Posted by
a wife
16 yrs ago
i never thought i would be on this site with an issue like this. i am an attached woman and have always taken my duties of fidelity very seriously. i am in a good, long-term relationship. it is a relationship based on practical and social considerations entered into at a relatively young age. i have been fairly happy and satisfied for the past years and have a child. we are doing very well in the material sense and i have done my partner proud in every way - professionally, as a home-maker, mother, care taker of the extended family. so has he in his various roles and he is very attached to me. i care for him as someone whom i have shared a lot, have joint concerns and who is the father of my child.
so what is the problem? i met someone a few months back with whom i became good friends. at some point, i discovered, much to my own surprise and shock that i have feelings for him beyond those of a friend. it all came out (again much to my shock and embarassment). i guess he was as surprised as i was. he said many things over an extended period of time, including that he was infatuated w/ me, that i was fun and good company, that he liked talking to me and always concluding that i was a very good friend and that he doesn't know whether he has any feelings for me and that he wanted to remain friends.
knowing what a false position i was in, i tried to break contact but must admit that it was very painful and i wasn;t strong enough. the long and short of it is that we remained in touch. we spoke almost everyday w/ usually him calling. he has always maintained that he likes talking to me and though he is aware of my feelings, he thinks that should not come in the way of our friendship. everytime we speak, i am confused by his manner and concern and constantly question whether he merely cares for me as a friend or are his feelings involved, albeit not as much as mine. though i know that even if that is the case, it wouldn't resolve the situation as i can never leave my relationship and hurt my child.
This has obviously created problems in my relationship and the whole stressful situation has taken a toll on my health. lately, certain events, of a very painful and personal nature, happened which set me thinking about this again and as a result of which i have again broken contact. i think the problem with breaking contact has been that i have always known that i can reach him and that he enjoys talking to me and this is what makes it confusing and painful for me.

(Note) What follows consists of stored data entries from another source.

//! Template rendering
//!
//! Templates are stored text (usually HTML) with `[Name]` placeholders.
//! Rendering is a single pass of plain substring replacement per
//! substitution; there is no escaping, no recursion, and unknown
//! placeholders are left as-is.
//!
//! Template bytes are decoded leniently: a leading UTF-8 byte order mark is
//! dropped and undecodable bytes become U+FFFD. Only a failed read is an error.

use std::collections::BTreeMap;
use thiserror::Error;
use tokio::io::{AsyncRead, AsyncReadExt};

/// Template rendering error types
#[derive(Error, Debug)]
pub enum RenderError {
    #[error("Failed to read template: {0}")]
    Read(#[from] std::io::Error),
}

const UTF8_BOM: &[u8] = b"\xEF\xBB\xBF";

/// Placeholder substitution renderer
#[derive(Debug, Default, Clone, Copy)]
pub struct TemplateRenderer;

impl TemplateRenderer {
    /// Create a new renderer
    pub fn new() -> Self {
        Self
    }

    /// Drain `stream` and substitute every `[key]` with its value
    pub async fn render<R>(
        &self,
        mut stream: R,
        substitutions: &BTreeMap<String, String>,
    ) -> Result<String, RenderError>
    where
        R: AsyncRead + Unpin,
    {
        let mut bytes = Vec::new();
        stream.read_to_end(&mut bytes).await?;
        let content = bytes.strip_prefix(UTF8_BOM).unwrap_or(bytes.as_slice());
        let template = String::from_utf8_lossy(content);

        Ok(self.substitute(&template, substitutions))
    }

    /// Substitute placeholders in an in-memory template
    ///
    /// Keys are applied in map order; a value containing another key's
    /// placeholder is substituted again if that key comes later.
    pub fn substitute(&self, template: &str, substitutions: &BTreeMap<String, String>) -> String {
        let mut result = template.to_string();

        for (key, value) in substitutions {
            let placeholder = format!("[{}]", key);
            result = result.replace(&placeholder, value);
        }

        result
    }
}

#[cfg(test)]
mod tests {
    use super::*;
    use pretty_assertions::assert_eq;
    use rstest::rstest;
    use std::io::Cursor;

    fn data(pairs: &[(&str, &str)]) -> BTreeMap<String, String> {
        pairs
            .iter()
            .map(|(k, v)| (k.to_string(), v.to_string()))
            .collect()
    }

    #[tokio::test]
    async fn test_render_welcome_template() {
        let renderer = TemplateRenderer::new();
        let stream = Cursor::new(b"<div>Welcome [UserName] to </div>".to_vec());

        let rendered = renderer
            .render(stream, &data(&[("UserName", "userTest")]))
            .await
            .unwrap();

        assert_eq!(rendered, "<div>Welcome userTest to </div>");
    }

    #[tokio::test]
    async fn test_render_drains_stream() {
        let renderer = TemplateRenderer::new();
        let mut stream = Cursor::new(b"Hello [Name]".to_vec());

        renderer
            .render(&mut stream, &data(&[("Name", "Ada")]))
            .await
            .unwrap();

        assert_eq!(stream.position(), 12);
    }

    #[tokio::test]
    async fn test_render_read_failure() {
        let renderer = TemplateRenderer::new();
        let stream = tokio_test::io::Builder::new()
            .read(b"<div>Welcome ")
            .read_error(std::io::Error::new(
                std::io::ErrorKind::ConnectionReset,
                "connection reset",
            ))
            .build();

        let result = renderer
            .render(stream, &data(&[("UserName", "userTest")]))
            .await;

        match result {
            Err(RenderError::Read(e)) => {
                assert_eq!(e.kind(), std::io::ErrorKind::ConnectionReset)
            }
            other => panic!("expected read error, got {:?}", other),
        }
    }

    #[tokio::test]
    async fn test_render_replaces_undecodable_bytes() {
        let renderer = TemplateRenderer::new();
        let stream = Cursor::new(b"Caf\xe9 [Name]".to_vec());

        let rendered = renderer
            .render(stream, &data(&[("Name", "Ada")]))
            .await
            .unwrap();

        assert_eq!(rendered, "Caf\u{FFFD} Ada");
    }

    #[tokio::test]
    async fn test_render_strips_byte_order_mark() {
        let renderer = TemplateRenderer::new();
        let stream = Cursor::new(b"\xEF\xBB\xBF<div>[Name]</div>".to_vec());

        let rendered = renderer
            .render(stream, &data(&[("Name", "Ada")]))
            .await
            .unwrap();

        assert_eq!(rendered, "<div>Ada</div>");
    }

    #[tokio::test]
    async fn test_render_keeps_inner_byte_order_mark() {
        let renderer = TemplateRenderer::new();
        let stream = Cursor::new(b"a\xEF\xBB\xBFb".to_vec());

        let rendered = renderer.render(stream, &BTreeMap::new()).await.unwrap();

        assert_eq!(rendered, "a\u{FEFF}b");
    }

    #[rstest]
    #[case::repeated("[Name] loves [Name]", &[("Name", "Alice")], "Alice loves Alice")]
    #[case::multiple("[First] [Last]!", &[("First", "John"), ("Last", "Doe")], "John Doe!")]
    #[case::missing_key("Hello, [Name]!", &[("Other", "x")], "Hello, [Name]!")]
    #[case::case_sensitive("Hello, [name]!", &[("Name", "Ada")], "Hello, [name]!")]
    #[case::not_regex("a.b [x.y]", &[("x.y", "ok")], "a.b ok")]
    #[case::empty_value("Hi [Name].", &[("Name", "")], "Hi .")]
    fn test_substitute(
        #[case] template: &str,
        #[case] pairs: &[(&str, &str)],
        #[case] expected: &str,
    ) {
        let renderer = TemplateRenderer::new();
        assert_eq!(renderer.substitute(template, &data(pairs)), expected);
    }

    #[test]
    fn test_substitute_empty_map_is_identity() {
        let renderer = TemplateRenderer::new();
        let template = "<p>[Unused] stays</p>";

        assert_eq!(renderer.substitute(template, &BTreeMap::new()), template);
    }

    #[test]
    fn test_substitute_value_with_later_placeholder_is_expanded() {
        // "A" sorts before "B", so the value inserted for A is scanned for [B]
        let renderer = TemplateRenderer::new();
        let substitutions = data(&[("A", "[B]"), ("B", "bee")]);

        assert_eq!(renderer.substitute("[A]", &substitutions), "bee");
    }

    #[test]
    fn test_substitute_value_with_earlier_placeholder_is_kept() {
        let renderer = TemplateRenderer::new();
        let substitutions = data(&[("A", "ay"), ("B", "[A]")]);

        assert_eq!(renderer.substitute("[B]", &substitutions), "[A]");
    }
}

i know it will be very painful and i want to be strong enough to go through with it. my head is in such a whirl and i am so bewildered w/ pain, that i don't know where to turn to and am here looking for help to cope w/ this as it is not something that i can share or even show. i am not looking for pity or sarcastic comments or tirades. believe me i have slapped myself around the head on this one many times but for the first time in my life i feel i am in the grip of something which i cannot control, which is too powerful for me to control...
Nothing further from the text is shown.